» **Problem requirements**:
The answer must be every line of the records below that contains the word "None", copied out.

Saved entries

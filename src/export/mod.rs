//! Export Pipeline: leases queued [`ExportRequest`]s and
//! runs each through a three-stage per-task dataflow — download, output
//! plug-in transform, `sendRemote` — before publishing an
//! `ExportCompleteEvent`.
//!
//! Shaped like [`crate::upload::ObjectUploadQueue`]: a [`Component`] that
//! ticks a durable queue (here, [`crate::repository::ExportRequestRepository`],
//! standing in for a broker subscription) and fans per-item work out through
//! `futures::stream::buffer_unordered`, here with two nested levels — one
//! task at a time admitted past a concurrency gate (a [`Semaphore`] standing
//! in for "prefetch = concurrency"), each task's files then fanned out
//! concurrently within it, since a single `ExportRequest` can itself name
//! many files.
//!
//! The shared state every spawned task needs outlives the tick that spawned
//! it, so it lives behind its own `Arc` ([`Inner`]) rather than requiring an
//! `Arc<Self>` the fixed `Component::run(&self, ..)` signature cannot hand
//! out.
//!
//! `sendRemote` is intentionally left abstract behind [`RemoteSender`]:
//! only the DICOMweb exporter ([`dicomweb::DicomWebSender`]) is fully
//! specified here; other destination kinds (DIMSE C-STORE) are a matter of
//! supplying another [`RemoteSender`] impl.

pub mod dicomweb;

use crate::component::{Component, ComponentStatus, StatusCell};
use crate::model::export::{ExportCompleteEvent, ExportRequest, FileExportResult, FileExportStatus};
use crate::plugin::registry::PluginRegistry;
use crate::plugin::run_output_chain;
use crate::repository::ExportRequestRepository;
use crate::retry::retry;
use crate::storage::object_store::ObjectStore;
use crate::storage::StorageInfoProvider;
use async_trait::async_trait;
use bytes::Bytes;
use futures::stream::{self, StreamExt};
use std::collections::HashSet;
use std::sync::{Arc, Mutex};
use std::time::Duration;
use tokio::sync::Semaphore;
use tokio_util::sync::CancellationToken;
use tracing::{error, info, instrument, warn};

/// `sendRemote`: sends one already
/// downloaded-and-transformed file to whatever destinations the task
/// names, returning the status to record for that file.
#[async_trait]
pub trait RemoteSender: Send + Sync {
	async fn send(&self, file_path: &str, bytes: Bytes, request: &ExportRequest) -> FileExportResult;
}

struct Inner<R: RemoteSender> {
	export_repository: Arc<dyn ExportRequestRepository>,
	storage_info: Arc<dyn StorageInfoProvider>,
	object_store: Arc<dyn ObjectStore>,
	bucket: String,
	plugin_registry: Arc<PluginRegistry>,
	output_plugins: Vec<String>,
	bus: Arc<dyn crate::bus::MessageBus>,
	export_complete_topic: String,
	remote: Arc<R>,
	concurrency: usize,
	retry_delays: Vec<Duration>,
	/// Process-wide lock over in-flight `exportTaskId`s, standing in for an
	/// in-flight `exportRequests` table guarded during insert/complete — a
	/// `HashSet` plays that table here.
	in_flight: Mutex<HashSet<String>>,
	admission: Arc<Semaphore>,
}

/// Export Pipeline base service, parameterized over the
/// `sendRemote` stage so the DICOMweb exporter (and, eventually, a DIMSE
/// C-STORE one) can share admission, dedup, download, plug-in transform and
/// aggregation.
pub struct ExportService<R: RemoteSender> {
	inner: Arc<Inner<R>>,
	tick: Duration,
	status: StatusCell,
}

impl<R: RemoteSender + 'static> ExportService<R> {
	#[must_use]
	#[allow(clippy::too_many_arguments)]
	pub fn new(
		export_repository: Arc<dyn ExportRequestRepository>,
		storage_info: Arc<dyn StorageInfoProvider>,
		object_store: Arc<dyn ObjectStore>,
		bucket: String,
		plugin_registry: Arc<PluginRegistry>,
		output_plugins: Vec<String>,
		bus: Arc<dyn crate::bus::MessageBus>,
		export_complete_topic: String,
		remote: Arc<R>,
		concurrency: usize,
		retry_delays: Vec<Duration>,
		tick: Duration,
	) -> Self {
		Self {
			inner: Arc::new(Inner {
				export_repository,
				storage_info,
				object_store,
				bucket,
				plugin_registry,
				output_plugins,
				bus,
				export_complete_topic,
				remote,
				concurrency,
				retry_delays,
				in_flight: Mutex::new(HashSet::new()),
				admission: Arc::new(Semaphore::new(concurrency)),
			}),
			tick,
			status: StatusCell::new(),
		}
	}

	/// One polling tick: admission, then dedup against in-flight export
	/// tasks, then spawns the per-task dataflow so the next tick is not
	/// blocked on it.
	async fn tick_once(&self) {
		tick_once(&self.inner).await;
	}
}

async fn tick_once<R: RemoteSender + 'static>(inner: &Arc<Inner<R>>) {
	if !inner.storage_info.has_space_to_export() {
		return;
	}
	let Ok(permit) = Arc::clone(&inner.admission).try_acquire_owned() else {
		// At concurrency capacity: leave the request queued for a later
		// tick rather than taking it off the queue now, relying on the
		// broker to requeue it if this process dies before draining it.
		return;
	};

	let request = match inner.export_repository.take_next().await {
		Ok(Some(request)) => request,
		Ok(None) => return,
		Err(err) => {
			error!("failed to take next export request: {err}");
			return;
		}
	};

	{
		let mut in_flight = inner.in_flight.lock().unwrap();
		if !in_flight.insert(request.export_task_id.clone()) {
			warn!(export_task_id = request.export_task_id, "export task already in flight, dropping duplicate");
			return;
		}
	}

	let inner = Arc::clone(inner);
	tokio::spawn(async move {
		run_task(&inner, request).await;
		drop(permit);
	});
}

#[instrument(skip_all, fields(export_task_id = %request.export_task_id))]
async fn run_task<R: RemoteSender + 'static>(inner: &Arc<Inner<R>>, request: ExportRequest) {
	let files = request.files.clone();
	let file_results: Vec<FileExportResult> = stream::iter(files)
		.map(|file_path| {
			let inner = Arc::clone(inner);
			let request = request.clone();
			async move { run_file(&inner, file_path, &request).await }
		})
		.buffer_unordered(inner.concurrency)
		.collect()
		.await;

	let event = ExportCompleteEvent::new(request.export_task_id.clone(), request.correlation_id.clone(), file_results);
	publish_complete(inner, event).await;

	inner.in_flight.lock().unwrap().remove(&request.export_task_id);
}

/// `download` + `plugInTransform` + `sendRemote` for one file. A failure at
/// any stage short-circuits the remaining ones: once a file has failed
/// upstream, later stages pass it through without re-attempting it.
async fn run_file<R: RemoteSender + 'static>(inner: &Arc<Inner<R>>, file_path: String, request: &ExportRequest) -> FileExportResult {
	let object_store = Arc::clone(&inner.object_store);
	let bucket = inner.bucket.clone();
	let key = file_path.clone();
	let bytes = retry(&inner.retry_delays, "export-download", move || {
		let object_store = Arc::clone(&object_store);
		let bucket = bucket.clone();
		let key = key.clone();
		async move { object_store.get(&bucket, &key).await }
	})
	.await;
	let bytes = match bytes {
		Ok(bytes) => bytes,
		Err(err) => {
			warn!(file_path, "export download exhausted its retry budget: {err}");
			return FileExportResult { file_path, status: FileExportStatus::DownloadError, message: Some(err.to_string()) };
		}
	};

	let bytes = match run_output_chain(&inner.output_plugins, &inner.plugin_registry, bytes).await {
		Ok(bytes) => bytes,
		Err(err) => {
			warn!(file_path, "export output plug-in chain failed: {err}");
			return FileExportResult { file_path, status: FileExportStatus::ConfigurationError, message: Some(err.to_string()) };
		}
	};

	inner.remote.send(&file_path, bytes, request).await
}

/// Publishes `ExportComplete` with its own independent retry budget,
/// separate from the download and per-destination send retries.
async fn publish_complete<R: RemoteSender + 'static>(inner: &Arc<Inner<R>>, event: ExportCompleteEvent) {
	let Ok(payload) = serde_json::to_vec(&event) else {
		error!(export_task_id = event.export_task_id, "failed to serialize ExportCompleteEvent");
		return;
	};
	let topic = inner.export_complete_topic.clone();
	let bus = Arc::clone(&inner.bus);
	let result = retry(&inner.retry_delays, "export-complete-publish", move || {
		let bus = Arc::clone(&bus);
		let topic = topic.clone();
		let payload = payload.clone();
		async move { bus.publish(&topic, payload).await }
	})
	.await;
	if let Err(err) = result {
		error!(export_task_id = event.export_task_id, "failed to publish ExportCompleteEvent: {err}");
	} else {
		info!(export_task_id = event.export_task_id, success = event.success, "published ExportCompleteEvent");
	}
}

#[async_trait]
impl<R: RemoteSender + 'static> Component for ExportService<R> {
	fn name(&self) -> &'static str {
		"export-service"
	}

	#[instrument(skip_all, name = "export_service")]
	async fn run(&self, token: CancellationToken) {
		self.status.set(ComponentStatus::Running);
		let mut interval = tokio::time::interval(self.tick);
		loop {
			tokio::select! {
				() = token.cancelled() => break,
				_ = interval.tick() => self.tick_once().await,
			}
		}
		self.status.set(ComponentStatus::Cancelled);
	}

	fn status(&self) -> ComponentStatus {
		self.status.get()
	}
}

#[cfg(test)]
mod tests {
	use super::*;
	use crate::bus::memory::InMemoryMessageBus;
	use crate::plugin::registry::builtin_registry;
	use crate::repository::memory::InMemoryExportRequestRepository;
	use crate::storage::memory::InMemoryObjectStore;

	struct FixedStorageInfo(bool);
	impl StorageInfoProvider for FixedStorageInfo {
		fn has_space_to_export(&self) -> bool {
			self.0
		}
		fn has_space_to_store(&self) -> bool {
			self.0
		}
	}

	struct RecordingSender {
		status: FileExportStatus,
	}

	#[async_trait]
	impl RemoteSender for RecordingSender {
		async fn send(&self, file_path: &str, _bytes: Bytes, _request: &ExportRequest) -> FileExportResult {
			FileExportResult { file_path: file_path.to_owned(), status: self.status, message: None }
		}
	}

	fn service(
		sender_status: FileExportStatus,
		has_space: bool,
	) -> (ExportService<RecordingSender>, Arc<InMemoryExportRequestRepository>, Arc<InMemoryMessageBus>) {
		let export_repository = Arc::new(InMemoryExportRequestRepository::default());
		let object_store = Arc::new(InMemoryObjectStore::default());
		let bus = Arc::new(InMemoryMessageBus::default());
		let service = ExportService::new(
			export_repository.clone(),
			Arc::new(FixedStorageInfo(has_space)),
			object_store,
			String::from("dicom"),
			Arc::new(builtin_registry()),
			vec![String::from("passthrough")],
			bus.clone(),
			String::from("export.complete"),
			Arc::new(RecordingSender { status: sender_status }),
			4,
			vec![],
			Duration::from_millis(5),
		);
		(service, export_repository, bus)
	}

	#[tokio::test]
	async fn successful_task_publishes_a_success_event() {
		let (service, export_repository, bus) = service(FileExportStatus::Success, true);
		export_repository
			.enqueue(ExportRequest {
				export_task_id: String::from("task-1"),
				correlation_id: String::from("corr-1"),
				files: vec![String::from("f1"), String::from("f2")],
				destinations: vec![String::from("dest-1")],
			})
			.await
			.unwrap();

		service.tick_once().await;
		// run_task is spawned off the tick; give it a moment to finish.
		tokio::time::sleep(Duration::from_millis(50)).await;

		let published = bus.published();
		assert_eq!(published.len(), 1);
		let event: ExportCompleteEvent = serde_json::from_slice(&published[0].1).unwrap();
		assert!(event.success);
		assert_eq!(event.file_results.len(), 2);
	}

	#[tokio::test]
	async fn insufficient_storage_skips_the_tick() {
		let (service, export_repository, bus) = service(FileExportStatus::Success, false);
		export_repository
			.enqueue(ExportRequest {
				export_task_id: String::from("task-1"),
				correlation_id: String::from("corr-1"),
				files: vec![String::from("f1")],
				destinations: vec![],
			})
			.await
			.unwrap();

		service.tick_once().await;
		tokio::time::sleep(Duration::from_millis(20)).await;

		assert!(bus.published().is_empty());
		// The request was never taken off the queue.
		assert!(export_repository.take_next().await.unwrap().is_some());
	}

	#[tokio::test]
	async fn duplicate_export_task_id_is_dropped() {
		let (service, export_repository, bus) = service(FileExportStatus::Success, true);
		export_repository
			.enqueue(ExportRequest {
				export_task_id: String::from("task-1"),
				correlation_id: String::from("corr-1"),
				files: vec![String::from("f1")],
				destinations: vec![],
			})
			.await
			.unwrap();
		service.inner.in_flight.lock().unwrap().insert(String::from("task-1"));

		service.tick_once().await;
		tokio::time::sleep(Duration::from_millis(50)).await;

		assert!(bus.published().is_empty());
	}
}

» **Your solution**:
		Ok(None) => return,
			FileExportResult { file_path: file_path.to_owned(), status: self.status, message: None }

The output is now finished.